Using the data beneath this instruction, retype only the lines from the one that contains "assert_eq!(storage.get(5), 0);" down to the one that contains "static PLATEAU_BIOMES: Table", both included, exactly as they appear.
*** Block opens ***
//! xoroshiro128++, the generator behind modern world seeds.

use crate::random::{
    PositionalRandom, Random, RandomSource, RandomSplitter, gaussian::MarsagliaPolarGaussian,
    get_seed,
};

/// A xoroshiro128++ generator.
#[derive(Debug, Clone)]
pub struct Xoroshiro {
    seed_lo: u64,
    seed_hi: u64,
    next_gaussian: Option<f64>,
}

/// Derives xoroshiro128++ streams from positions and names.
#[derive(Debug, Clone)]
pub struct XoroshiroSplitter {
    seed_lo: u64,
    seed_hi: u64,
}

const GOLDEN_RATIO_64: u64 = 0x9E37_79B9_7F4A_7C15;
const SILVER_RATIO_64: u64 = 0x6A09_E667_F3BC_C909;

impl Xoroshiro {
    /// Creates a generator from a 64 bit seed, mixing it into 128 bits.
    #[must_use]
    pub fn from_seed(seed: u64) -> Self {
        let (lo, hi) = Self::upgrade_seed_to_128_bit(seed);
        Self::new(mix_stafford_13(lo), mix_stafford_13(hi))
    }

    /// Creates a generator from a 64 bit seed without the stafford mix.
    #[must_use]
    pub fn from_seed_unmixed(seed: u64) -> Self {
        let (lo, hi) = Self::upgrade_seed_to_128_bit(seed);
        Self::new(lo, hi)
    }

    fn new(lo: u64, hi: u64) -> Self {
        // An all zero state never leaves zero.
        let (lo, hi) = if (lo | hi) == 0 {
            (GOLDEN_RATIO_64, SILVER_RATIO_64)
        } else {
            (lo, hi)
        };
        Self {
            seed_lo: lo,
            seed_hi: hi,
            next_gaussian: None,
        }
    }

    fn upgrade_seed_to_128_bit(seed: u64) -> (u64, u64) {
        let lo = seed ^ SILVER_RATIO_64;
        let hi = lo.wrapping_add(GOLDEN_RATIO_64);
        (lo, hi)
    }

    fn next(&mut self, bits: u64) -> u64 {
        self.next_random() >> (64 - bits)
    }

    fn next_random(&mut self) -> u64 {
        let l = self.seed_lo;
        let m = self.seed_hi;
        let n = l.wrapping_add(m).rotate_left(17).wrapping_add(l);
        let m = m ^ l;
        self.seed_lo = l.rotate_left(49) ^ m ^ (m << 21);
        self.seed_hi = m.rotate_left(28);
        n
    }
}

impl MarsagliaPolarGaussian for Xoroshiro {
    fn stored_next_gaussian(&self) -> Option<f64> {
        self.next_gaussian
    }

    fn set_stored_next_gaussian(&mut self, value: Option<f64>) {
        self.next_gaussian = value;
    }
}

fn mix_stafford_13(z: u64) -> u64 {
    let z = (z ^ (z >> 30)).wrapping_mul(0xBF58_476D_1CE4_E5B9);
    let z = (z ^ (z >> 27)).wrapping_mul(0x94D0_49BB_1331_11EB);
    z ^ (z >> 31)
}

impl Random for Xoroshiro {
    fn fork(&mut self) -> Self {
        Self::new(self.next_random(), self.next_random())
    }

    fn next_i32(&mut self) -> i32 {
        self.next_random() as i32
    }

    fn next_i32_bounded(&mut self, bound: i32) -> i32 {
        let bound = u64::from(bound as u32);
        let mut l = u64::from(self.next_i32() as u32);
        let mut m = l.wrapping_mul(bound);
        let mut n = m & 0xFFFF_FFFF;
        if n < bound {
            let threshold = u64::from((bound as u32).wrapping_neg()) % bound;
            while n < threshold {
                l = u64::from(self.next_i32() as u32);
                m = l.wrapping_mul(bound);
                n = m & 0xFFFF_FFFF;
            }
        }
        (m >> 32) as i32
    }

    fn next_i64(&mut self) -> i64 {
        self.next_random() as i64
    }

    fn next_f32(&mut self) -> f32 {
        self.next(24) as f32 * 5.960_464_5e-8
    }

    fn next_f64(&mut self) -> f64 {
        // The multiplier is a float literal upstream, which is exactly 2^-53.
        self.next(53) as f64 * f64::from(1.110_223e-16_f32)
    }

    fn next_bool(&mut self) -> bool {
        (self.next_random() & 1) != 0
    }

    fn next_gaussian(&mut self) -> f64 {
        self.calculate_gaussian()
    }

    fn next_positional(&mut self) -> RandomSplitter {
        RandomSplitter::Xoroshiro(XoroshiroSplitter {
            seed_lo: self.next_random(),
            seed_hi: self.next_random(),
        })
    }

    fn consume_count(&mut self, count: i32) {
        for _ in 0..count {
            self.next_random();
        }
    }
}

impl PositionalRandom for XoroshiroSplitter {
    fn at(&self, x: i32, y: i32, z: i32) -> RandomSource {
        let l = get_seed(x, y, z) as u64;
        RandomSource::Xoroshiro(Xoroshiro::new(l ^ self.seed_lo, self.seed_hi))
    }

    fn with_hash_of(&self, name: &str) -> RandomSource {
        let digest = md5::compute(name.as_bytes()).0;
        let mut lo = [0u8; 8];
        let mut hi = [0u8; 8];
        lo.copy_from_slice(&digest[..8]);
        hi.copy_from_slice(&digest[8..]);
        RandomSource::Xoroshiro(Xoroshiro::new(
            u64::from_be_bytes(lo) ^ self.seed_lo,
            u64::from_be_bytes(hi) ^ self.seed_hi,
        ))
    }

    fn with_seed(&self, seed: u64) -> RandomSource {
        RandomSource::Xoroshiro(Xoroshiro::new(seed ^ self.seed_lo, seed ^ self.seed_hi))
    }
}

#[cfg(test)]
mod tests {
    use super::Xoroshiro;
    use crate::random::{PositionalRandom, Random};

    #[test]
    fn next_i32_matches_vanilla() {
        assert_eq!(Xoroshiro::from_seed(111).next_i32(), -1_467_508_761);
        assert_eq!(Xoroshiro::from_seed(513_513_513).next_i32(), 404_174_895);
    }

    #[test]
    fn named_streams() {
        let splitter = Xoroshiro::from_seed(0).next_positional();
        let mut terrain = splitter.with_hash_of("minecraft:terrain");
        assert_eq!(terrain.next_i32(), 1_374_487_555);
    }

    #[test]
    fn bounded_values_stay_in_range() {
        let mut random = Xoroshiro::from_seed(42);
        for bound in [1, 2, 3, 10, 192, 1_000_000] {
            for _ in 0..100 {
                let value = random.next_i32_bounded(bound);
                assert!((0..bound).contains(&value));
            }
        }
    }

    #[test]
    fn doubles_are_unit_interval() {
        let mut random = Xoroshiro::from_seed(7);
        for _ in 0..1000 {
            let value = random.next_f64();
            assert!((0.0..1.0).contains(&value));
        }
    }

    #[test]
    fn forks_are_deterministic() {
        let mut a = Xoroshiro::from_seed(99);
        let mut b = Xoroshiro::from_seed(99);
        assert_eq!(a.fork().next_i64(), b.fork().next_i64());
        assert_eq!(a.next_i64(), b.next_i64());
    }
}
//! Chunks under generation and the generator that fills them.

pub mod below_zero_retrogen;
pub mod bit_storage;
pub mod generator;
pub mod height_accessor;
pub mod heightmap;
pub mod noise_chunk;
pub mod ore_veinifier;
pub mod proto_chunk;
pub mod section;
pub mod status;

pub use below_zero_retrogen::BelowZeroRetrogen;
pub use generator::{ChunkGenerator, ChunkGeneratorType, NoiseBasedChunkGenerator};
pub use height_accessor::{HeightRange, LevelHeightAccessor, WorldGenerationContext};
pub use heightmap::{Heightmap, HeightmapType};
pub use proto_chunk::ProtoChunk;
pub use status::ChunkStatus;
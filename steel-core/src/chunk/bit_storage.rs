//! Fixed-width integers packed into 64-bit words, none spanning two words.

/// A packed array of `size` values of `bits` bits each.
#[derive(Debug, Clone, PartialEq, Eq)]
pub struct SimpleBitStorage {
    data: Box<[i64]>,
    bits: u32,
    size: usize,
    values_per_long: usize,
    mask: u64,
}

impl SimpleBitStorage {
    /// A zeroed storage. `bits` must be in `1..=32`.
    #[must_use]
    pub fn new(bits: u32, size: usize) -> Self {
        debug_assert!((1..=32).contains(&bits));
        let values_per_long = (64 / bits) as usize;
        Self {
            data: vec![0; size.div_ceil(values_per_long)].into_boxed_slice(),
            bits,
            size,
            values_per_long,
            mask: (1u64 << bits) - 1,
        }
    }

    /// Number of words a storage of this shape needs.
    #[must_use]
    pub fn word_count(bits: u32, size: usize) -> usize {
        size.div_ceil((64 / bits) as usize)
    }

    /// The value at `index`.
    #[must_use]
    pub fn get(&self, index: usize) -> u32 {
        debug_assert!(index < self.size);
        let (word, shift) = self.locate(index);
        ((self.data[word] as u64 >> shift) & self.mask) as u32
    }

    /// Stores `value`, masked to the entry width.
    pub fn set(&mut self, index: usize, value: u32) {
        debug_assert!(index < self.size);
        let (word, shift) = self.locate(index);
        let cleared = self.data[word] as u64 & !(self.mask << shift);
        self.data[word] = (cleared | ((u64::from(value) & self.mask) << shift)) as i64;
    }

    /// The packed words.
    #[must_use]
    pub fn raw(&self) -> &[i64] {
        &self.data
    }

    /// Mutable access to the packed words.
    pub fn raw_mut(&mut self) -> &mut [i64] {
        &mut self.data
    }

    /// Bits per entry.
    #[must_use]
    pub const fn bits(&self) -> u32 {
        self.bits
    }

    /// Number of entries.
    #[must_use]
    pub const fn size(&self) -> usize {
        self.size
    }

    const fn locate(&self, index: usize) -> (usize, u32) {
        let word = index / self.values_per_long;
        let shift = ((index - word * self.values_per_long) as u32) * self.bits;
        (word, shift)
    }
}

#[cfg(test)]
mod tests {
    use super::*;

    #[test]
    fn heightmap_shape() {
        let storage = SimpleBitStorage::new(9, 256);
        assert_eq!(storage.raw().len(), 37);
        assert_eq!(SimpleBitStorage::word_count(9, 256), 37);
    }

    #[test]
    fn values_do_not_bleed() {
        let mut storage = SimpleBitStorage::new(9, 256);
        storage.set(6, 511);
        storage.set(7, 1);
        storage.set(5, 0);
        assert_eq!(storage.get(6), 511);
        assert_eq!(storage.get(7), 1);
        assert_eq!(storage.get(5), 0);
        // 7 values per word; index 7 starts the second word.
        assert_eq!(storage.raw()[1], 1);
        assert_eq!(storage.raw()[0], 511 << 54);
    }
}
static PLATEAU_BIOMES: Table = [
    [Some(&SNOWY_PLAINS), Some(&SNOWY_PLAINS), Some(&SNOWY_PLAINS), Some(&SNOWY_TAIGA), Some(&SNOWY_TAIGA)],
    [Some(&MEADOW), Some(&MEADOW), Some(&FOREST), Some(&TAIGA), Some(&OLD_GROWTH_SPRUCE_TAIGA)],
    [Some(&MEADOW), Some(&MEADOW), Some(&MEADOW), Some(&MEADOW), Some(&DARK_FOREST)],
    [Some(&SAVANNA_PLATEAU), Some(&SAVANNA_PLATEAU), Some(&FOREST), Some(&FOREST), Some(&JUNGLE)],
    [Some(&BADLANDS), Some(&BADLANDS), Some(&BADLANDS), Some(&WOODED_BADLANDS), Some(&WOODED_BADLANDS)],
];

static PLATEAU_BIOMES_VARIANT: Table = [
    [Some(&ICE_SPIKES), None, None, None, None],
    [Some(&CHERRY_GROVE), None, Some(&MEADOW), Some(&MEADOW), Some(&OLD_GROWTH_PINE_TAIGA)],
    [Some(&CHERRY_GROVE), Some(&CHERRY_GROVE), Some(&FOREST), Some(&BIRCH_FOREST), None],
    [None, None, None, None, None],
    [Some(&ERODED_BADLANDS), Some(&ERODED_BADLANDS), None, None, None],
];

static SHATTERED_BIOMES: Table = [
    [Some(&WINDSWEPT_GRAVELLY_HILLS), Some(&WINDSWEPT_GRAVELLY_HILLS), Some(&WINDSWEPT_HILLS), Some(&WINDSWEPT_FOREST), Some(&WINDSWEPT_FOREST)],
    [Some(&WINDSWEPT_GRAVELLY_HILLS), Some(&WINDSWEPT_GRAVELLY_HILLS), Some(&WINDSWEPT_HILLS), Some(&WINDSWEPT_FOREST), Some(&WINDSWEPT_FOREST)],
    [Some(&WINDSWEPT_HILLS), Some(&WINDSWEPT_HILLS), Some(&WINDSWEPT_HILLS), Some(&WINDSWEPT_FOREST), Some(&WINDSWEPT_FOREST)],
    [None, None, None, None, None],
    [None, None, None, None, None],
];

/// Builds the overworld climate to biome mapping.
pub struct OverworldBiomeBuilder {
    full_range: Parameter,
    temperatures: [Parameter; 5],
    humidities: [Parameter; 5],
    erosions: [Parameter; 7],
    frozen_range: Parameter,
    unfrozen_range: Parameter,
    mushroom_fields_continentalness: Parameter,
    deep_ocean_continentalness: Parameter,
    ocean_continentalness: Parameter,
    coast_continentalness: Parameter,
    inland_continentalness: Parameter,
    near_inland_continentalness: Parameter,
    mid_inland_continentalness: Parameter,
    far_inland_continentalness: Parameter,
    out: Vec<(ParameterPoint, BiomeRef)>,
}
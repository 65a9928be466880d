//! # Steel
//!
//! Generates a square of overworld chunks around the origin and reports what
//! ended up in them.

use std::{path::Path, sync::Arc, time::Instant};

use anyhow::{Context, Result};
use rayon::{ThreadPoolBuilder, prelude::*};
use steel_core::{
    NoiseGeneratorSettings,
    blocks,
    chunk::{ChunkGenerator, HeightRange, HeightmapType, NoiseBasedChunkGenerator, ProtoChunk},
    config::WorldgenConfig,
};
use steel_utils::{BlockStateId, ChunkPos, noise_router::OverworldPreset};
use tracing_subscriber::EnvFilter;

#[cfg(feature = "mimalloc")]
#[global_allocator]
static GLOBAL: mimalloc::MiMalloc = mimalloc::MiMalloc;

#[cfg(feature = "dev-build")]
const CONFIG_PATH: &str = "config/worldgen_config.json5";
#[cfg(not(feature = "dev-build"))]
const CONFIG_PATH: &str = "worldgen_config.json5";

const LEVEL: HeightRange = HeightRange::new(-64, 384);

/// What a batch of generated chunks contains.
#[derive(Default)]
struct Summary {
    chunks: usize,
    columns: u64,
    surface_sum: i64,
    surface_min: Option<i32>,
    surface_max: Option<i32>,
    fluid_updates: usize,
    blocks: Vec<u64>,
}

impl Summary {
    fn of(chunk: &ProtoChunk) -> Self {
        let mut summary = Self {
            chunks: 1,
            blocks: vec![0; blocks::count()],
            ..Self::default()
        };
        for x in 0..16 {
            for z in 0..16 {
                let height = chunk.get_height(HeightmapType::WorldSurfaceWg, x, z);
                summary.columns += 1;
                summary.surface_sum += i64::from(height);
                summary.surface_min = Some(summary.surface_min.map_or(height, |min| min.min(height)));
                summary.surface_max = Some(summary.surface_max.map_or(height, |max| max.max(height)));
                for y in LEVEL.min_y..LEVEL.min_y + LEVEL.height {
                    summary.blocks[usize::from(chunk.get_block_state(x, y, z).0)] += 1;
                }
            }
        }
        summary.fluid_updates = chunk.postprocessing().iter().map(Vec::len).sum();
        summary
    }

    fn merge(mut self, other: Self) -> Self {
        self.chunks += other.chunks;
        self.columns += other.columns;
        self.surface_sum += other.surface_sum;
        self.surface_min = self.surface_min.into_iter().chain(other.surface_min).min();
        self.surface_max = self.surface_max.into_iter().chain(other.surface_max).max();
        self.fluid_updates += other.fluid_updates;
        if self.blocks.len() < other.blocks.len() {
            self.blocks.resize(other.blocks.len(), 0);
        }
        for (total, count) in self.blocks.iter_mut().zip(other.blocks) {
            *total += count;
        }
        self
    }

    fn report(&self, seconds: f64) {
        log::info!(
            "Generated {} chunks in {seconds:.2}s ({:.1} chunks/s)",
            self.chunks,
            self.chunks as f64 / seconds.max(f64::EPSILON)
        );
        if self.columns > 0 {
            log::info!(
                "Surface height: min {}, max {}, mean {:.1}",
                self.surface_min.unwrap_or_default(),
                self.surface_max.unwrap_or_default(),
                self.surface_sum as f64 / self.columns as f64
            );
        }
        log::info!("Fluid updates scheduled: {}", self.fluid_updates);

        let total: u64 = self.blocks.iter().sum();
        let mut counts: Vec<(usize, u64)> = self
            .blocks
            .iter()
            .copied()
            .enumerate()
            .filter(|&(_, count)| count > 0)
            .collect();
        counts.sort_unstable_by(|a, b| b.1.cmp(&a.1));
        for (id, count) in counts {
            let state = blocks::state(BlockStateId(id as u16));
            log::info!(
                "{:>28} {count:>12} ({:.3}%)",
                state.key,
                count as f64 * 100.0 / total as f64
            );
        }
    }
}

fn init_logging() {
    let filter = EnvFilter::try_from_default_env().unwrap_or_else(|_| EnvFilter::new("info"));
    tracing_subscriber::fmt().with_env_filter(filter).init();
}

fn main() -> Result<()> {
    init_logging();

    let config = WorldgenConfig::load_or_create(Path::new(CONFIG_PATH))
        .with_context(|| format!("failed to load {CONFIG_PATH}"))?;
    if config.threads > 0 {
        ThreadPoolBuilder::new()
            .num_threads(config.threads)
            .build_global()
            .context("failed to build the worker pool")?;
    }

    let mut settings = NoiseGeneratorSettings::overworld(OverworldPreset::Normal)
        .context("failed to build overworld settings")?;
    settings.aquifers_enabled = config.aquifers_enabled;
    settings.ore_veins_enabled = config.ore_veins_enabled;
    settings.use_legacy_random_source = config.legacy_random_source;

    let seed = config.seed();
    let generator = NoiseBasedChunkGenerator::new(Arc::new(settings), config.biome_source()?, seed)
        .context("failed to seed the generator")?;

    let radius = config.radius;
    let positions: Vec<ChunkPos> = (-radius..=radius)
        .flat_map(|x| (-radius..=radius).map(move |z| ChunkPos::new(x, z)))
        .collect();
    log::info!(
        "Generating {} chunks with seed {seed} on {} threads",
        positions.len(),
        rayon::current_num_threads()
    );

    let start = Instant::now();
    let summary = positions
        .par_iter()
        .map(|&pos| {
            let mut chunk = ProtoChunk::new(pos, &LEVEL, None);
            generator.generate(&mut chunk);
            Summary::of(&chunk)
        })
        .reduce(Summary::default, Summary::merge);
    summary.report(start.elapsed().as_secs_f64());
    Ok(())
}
*** Block closes ***
Exercise solution
        assert_eq!(storage.get(5), 0);
        // 7 values per word; index 7 starts the second word.
        assert_eq!(storage.raw()[1], 1);
        assert_eq!(storage.raw()[0], 511 << 54);
    }
}
static PLATEAU_BIOMES: Table = [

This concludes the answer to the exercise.